全てに対して懐疑的な姿勢を持つというのは大切です。

これは懐疑的になる事自体が目的なのではなく、信じるに値するものを割り出そうとする信念の活動である。したがって懐疑自体が目的とならぬように努々注意しなければならないし、そういった懐疑自体が目的の状態の人間にも注意しなければならない。

それは前進を止めてしまうからだ。


ところで、
今週末はアンドレ・ウォードの試合。

そして、
WBOがリッキー・バーンズテレンス・クロフォードの指令を出したそうな。」





「詰んだな。」

 
 

 


 「先週末、日本でローマン・ゴンザレスが、当ブログの論である(これからのファイタータイプ)のお手本となるような強さを見せ、山中選手が左ボディクロスを上手く当てて相手を試合放棄状態まで追いやった。


アメ~リカでは、
マーティロスヤンがアンドレイド相手に(負けはしたものの)サークリングやスイッチしながらの飛び込みでダウンを奪ったりして翻弄した。これはこれからアグレッシブ・ディフェンスを崩す一つの方法として確立されそうである。(すでにされているのかもしれない)

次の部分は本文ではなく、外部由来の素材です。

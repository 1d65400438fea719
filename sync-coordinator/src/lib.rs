#![allow(clippy::missing_docs_in_private_items)]

pub mod coordinator;
pub mod dates;
pub mod monitor;
pub mod persistence;
pub mod upload;

pub use coordinator::{SyncCoordinator, SyncMode, SyncOutcome, SyncRequest};
pub use monitor::{ImportStatusMonitor, UploadStatusRecord};
pub use persistence::{read_upload_history, LastSyncResult};
pub use upload::UploadSummary;
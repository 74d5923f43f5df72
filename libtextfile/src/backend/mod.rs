//! Filesystem backends used by cached text file handles.
//!
//! Submodules:
//! - `localfs`: the real filesystem, through `tokio::fs`
//! - `memfs`: an in-memory filesystem for tests and demos, with latency and
//!   failure injection
//!
//! The handle only ever talks to a backend through [`TextFs`], so stat/read/
//! write primitives and byte-to-text decoding stay out of the caching logic.
pub mod localfs;
pub mod memfs;

pub use localfs::LocalFs;
pub use memfs::MemFs;

use async_trait::async_trait;
use serde::{Deserialize, Serialize};
use std::fmt;
use std::io;
use std::path::Path;
use std::str::FromStr;
use std::time::SystemTime;

/// Text decoding scheme applied to file contents.
#[derive(Clone, Copy, Debug, Default, PartialEq, Eq, Hash, Serialize, Deserialize)]
pub enum Encoding {
    /// Strict UTF-8; invalid sequences fail the read with `InvalidData`.
    #[default]
    #[serde(rename = "utf-8")]
    Utf8,
    /// UTF-8 with invalid sequences replaced by U+FFFD.
    #[serde(rename = "utf-8-lossy")]
    Utf8Lossy,
}

impl Encoding {
    pub fn decode(self, bytes: Vec<u8>) -> io::Result<String> {
        match self {
            Encoding::Utf8 => String::from_utf8(bytes)
                .map_err(|e| io::Error::new(io::ErrorKind::InvalidData, e)),
            Encoding::Utf8Lossy => Ok(match String::from_utf8(bytes) {
                Ok(s) => s,
                Err(e) => String::from_utf8_lossy(e.as_bytes()).into_owned(),
            }),
        }
    }

    pub fn encode(self, text: &str) -> &[u8] {
        // both variants write plain UTF-8
        text.as_bytes()
    }

    pub fn as_str(self) -> &'static str {
        match self {
            Encoding::Utf8 => "utf-8",
            Encoding::Utf8Lossy => "utf-8-lossy",
        }
    }
}

impl fmt::Display for Encoding {
    fn fmt(&self, f: &mut fmt::Formatter<'_>) -> fmt::Result {
        f.write_str(self.as_str())
    }
}

impl FromStr for Encoding {
    type Err = String;

    fn from_str(s: &str) -> Result<Self, Self::Err> {
        match s.to_ascii_lowercase().as_str() {
            "utf-8" | "utf8" => Ok(Encoding::Utf8),
            "utf-8-lossy" | "utf8-lossy" | "lossy" => Ok(Encoding::Utf8Lossy),
            other => Err(format!("unsupported encoding `{other}`")),
        }
    }
}

/// The subset of file metadata the cache relies on.
#[derive(Clone, Copy, Debug, PartialEq, Eq)]
pub struct FileMeta {
    pub modified: SystemTime,
    pub len: u64,
}

/// Filesystem primitives consumed by [`crate::file::TextFile`].
///
/// `exists` and `create_empty` are synchronous: the registry calls them while
/// holding its lock so that a path can never get two handles.
#[async_trait]
pub trait TextFs: Send + Sync {
    fn exists(&self, path: &Path) -> bool;

    fn create_empty(&self, path: &Path, encoding: Encoding) -> io::Result<()>;

    async fn stat(&self, path: &Path) -> io::Result<FileMeta>;

    async fn read_text(&self, path: &Path, encoding: Encoding) -> io::Result<String>;

    async fn write_text(&self, path: &Path, text: &str, encoding: Encoding) -> io::Result<()>;
}
use crate::backend::Encoding;
use serde::{Deserialize, Deserializer, Serialize, Serializer};
use std::time::Duration;

pub const DEFAULT_CACHE_WINDOW: Duration = Duration::from_millis(1000);

/// Per-handle settings.
#[derive(Clone, Copy, Debug, PartialEq, Eq, Serialize, Deserialize)]
#[serde(default)]
pub struct TextFileOptions {
    pub encoding: Encoding,
    /// How long a resolved read stays reusable before the file is checked again.
    #[serde(
        rename = "cache_window_ms",
        serialize_with = "serialize_ms",
        deserialize_with = "deserialize_ms"
    )]
    pub cache_window: Duration,
}

impl Default for TextFileOptions {
    fn default() -> Self {
        Self {
            encoding: Encoding::default(),
            cache_window: DEFAULT_CACHE_WINDOW,
        }
    }
}

impl TextFileOptions {
    pub fn with_encoding(mut self, encoding: Encoding) -> Self {
        self.encoding = encoding;
        self
    }

    pub fn with_cache_window(mut self, cache_window: Duration) -> Self {
        self.cache_window = cache_window;
        self
    }
}

fn serialize_ms<S: Serializer>(d: &Duration, s: S) -> Result<S::Ok, S::Error> {
    s.serialize_u64(d.as_millis() as u64)
}

fn deserialize_ms<'de, D: Deserializer<'de>>(d: D) -> Result<Duration, D::Error> {
    u64::deserialize(d).map(Duration::from_millis)
}
mod cli;

use clap::Parser;
use cli::{Cli, Commands};
use libtextfile::Registry;
use libtextfile::demo::{e2e_localfs_demo, wait_flushed};
use tracing_subscriber::EnvFilter;

#[tokio::main(flavor = "current_thread")]
async fn main() -> anyhow::Result<()> {
    tracing_subscriber::fmt()
        .with_env_filter(
            EnvFilter::try_from_default_env().unwrap_or_else(|_| EnvFilter::new("info")),
        )
        .with_writer(std::io::stderr)
        .init();
    let cli = Cli::parse();
    let registry = Registry::local(cli.options());

    match cli.command {
        Commands::Cat { path, create } => {
            let file = registry.get(&path, create)?;
            print!("{}", file.read().await?);
        }
        Commands::Write { path, text, create } => {
            let file = registry.get(&path, create)?;
            let mut rx = file.subscribe();
            file.write(text);
            wait_flushed(&mut rx).await?;
        }
        Commands::Demo { dir } => {
            e2e_localfs_demo(&dir).await?;
            println!("demo: OK");
        }
        Commands::Config => {
            println!("{}", serde_json::to_string_pretty(&registry.options())?);
        }
    }
    Ok(())
}
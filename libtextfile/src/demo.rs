//! End-to-end walkthrough over the local filesystem: write, coalesced writes,
//! a stale read inside the cache window and a refresh once it expires.

use crate::config::TextFileOptions;
use crate::file::TextFileEvent;
use crate::registry::Registry;
use anyhow::{Context, anyhow, ensure};
use std::path::Path;
use std::time::Duration;
use tokio::sync::broadcast;
use tokio::time::{sleep, timeout};
use tracing::info;

const FLUSH_TIMEOUT: Duration = Duration::from_secs(5);

/// Waits for the next completion of `rx`, turning an error event into `Err`.
pub async fn wait_flushed(rx: &mut broadcast::Receiver<TextFileEvent>) -> anyhow::Result<()> {
    let event = timeout(FLUSH_TIMEOUT, rx.recv())
        .await
        .context("timed out waiting for flush")?
        .context("event channel closed")?;
    match event {
        TextFileEvent::Complete { .. } => Ok(()),
        TextFileEvent::Error { error, .. } => Err(anyhow!(error)),
    }
}

pub async fn e2e_localfs_demo<P: AsRef<Path>>(dir: P) -> anyhow::Result<()> {
    let dir = dir.as_ref();
    tokio::fs::create_dir_all(dir)
        .await
        .with_context(|| format!("failed to create {}", dir.display()))?;
    let path = dir.join("demo.txt");
    let window = Duration::from_millis(200);
    let registry = Registry::local(TextFileOptions::default().with_cache_window(window));

    // 1) write through a handle and read it back
    let file = registry.get(&path, true)?;
    let mut rx = file.subscribe();
    file.write("hello");
    wait_flushed(&mut rx).await?;
    ensure!(file.read().await? == "hello", "read after flush mismatch");
    ensure!(tokio::fs::read_to_string(&path).await? == "hello", "disk mismatch");
    info!("step 1: write + read ok");

    // 2) back-to-back writes collapse into the last value
    file.write("a");
    file.write("b");
    file.write("c");
    ensure!(file.read().await? == "c", "read-your-write mismatch");
    wait_flushed(&mut rx).await?;
    ensure!(tokio::fs::read_to_string(&path).await? == "c", "coalesced flush mismatch");
    info!("step 2: coalesced writes ok");

    // 3) an external change is hidden until the window expires
    sleep(window).await;
    ensure!(file.read().await? == "c", "cached read mismatch");
    sleep(Duration::from_millis(50)).await;
    tokio::fs::write(&path, "external").await?;
    ensure!(file.read().await? == "c", "read inside the window should be cached");
    sleep(window + Duration::from_millis(50)).await;
    ensure!(
        file.read().await? == "external",
        "read after the window should see the external change"
    );
    info!("step 3: cache window ok");

    // 4) the registry keeps handing out the same handle
    let again = registry.get(&path, false)?;
    ensure!(std::sync::Arc::ptr_eq(&file, &again), "registry returned a new handle");
    Ok(())
}
use libtextfile::{MemFs, Registry, TextFileError, TextFileEvent, TextFileOptions};
use std::sync::Arc;
use std::time::Duration;
use tokio::sync::broadcast::error::TryRecvError;
use tokio::time::timeout;

async fn next_event(rx: &mut tokio::sync::broadcast::Receiver<TextFileEvent>) -> TextFileEvent {
    timeout(Duration::from_secs(5), rx.recv())
        .await
        .expect("no event within timeout")
        .expect("event channel closed")
}

#[tokio::test]
async fn test_e2e_local_write_then_read() {
    let dir = tempfile::tempdir().unwrap();
    let path = dir.path().join("empty.txt");
    std::fs::write(&path, "").unwrap();

    let registry = Registry::local(TextFileOptions::default());
    let file = registry.get(&path, false).unwrap();
    assert_eq!(file.read().await.unwrap(), "");

    let mut rx = file.subscribe();
    file.write("hello");
    match next_event(&mut rx).await {
        TextFileEvent::Complete { path: p } => assert_eq!(p, path),
        other => panic!("unexpected event {other:?}"),
    }
    assert_eq!(file.read().await.unwrap(), "hello");
    assert_eq!(std::fs::read_to_string(&path).unwrap(), "hello");
}

#[tokio::test]
async fn test_local_missing_file_and_auto_create() {
    let dir = tempfile::tempdir().unwrap();
    let path = dir.path().join("sub/new.txt");
    let registry = Registry::local(TextFileOptions::default());

    let err = registry.get(&path, false).unwrap_err();
    assert!(matches!(err, TextFileError::NotFound { .. }));
    assert!(!path.exists());

    let file = registry.get(&path, true).unwrap();
    assert!(path.exists());
    assert_eq!(file.read().await.unwrap(), "");
    assert!(Arc::ptr_eq(&file, &registry.get(&path, false).unwrap()));
}

#[tokio::test(start_paused = true)]
async fn test_two_writes_one_completion() {
    let fs = Arc::new(MemFs::new());
    fs.put("/doc.txt", "");
    fs.set_write_delay(Duration::from_millis(20));
    let registry = Registry::new(fs.clone());
    let file = registry.get("/doc.txt", false).unwrap();
    let mut rx = file.subscribe();

    file.write("a");
    file.write("b");
    assert!(matches!(next_event(&mut rx).await, TextFileEvent::Complete { .. }));
    assert_eq!(fs.get("/doc.txt").as_deref(), Some("b"));

    tokio::time::sleep(Duration::from_millis(100)).await;
    assert!(matches!(rx.try_recv(), Err(TryRecvError::Empty)));
    assert!(!file.is_writing());
}

#[tokio::test(start_paused = true)]
async fn test_handles_share_state_across_callers() {
    let fs = Arc::new(MemFs::new());
    fs.put("/shared.txt", "v1");
    let registry = Arc::new(Registry::new(fs.clone()));

    let writer = registry.get("/shared.txt", false).unwrap();
    writer.write("v2");

    let reader = {
        let registry = registry.clone();
        tokio::spawn(async move {
            let file = registry.get("/shared.txt", false).unwrap();
            file.read().await.unwrap()
        })
    };
    assert_eq!(reader.await.unwrap(), "v2");
}

#[tokio::test(start_paused = true)]
async fn test_external_change_visible_after_window() {
    let fs = Arc::new(MemFs::new());
    fs.put("/ext.txt", "mine");
    let options = TextFileOptions::default().with_cache_window(Duration::from_millis(100));
    let registry = Registry::with_options(fs.clone(), options);
    let file = registry.get("/ext.txt", false).unwrap();

    assert_eq!(file.read().await.unwrap(), "mine");
    fs.put("/ext.txt", "theirs");
    assert_eq!(file.read().await.unwrap(), "mine");

    tokio::time::advance(Duration::from_millis(100)).await;
    assert_eq!(file.read().await.unwrap(), "theirs");
    assert_eq!(file.cached().as_deref(), Some("theirs"));
}

#[tokio::test(start_paused = true)]
async fn test_write_error_event_then_recovery() {
    let fs = Arc::new(MemFs::new());
    fs.put("/ro.txt", "orig");
    fs.fail_next_writes(1);
    let registry = Registry::new(fs.clone());
    let file = registry.get("/ro.txt", false).unwrap();
    let mut rx = file.subscribe();

    file.write("lost");
    match next_event(&mut rx).await {
        TextFileEvent::Error { error, .. } => {
            assert!(matches!(error, TextFileError::Write { .. }));
            assert_eq!(error.io_kind(), Some(std::io::ErrorKind::PermissionDenied));
        }
        other => panic!("unexpected event {other:?}"),
    }
    assert_eq!(file.read().await.unwrap(), "lost");

    file.write("kept");
    assert!(matches!(next_event(&mut rx).await, TextFileEvent::Complete { .. }));
    assert_eq!(fs.get("/ro.txt").as_deref(), Some("kept"));
}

マイキー・ガルシア対マルチネスは戦前の予想通りマルチネスの曲者ぶりが発揮された。
見事なカウンターでガルシアからダウンを奪い、以後カウンターを使ってガルシアに攻撃を躊躇させてから攻め入ったりとしたたかに闘っていた。最後は脳みそが頭ではなく腹にあったのかと思わせるほど上と下の打たれ強さにコントラストがある感じのボディでダウン。そのまま10カウントでKOとなった。

ガルシアはその後ユリオルキス・ガンボア戦を要求。



問題のメイン、
ドネア対ダルチニアン。

ドネアは勝利の瞬間まで完全にリードされていた内容だった。
試合をドラマチックにする演出だったのかもしれないが、本当は最後のあれを序盤3ラウンドの内にやってのけなければならない立場である。




試合を観る限り、
ドネアはリゴンドー戦によって我々がカウンターパンチャー・コンプレックスと呼ぶ状態に入ったと思える。

説明するとこうだ。

ボクサーには打たれる恐怖を知らないからこそガンガン前に出れる時期がある。
(自覚症状や認識不足、過度の興奮、恐怖を知ってもそれに懲りずに前に出る事を持ち味にして、巧みな選手をも乱打戦に持ち込むタイプも存在する。)

多くの場合、効果的なカウンターを浴びせられる事によって戦いを支配されてしまう事を経験した者は以後前に出る姿勢を失ってしまう

大体の場合(発想や能力的に不可能でない限りは)このカウンター恐怖症に陥る者は自らもカウンターに取り組もうとするし、最悪カウンターに細心の注意を払うようになる。

このような流れで多くの者は打たれる恐さについて知り、之が自分と相手に持つ影響力についても知るので、之を上手く利用したスタイルとなるのである。

このような事が原始的な闘争から原理的なボクシングへの必然的な歩みであるが、結局これが所謂カウンターの取り合いや、カウンターを注意しすぎ合う展開を生み出す要素であって、俗に言うつまらない試合になるのである。」




「泥試合から塩試合へ。」




「これを把握しているかしていないかで評価や採点もそれぞれ変わってくるのだろうが、実際にはこれはB~Cクラスの選手の問題であるといえる。


ボクシングとは他の競技と違って無駄な動きや間違った行動の代償を支払う、根本的には減点性質のスポーツである。レベルが上がる毎にミスを犯した分の代償が大きく必然になっていくので、間違いに敏感で限定的なスポーツであると言える。(逆にこれに引っかからないのであればOKという自由度も同時に存在する)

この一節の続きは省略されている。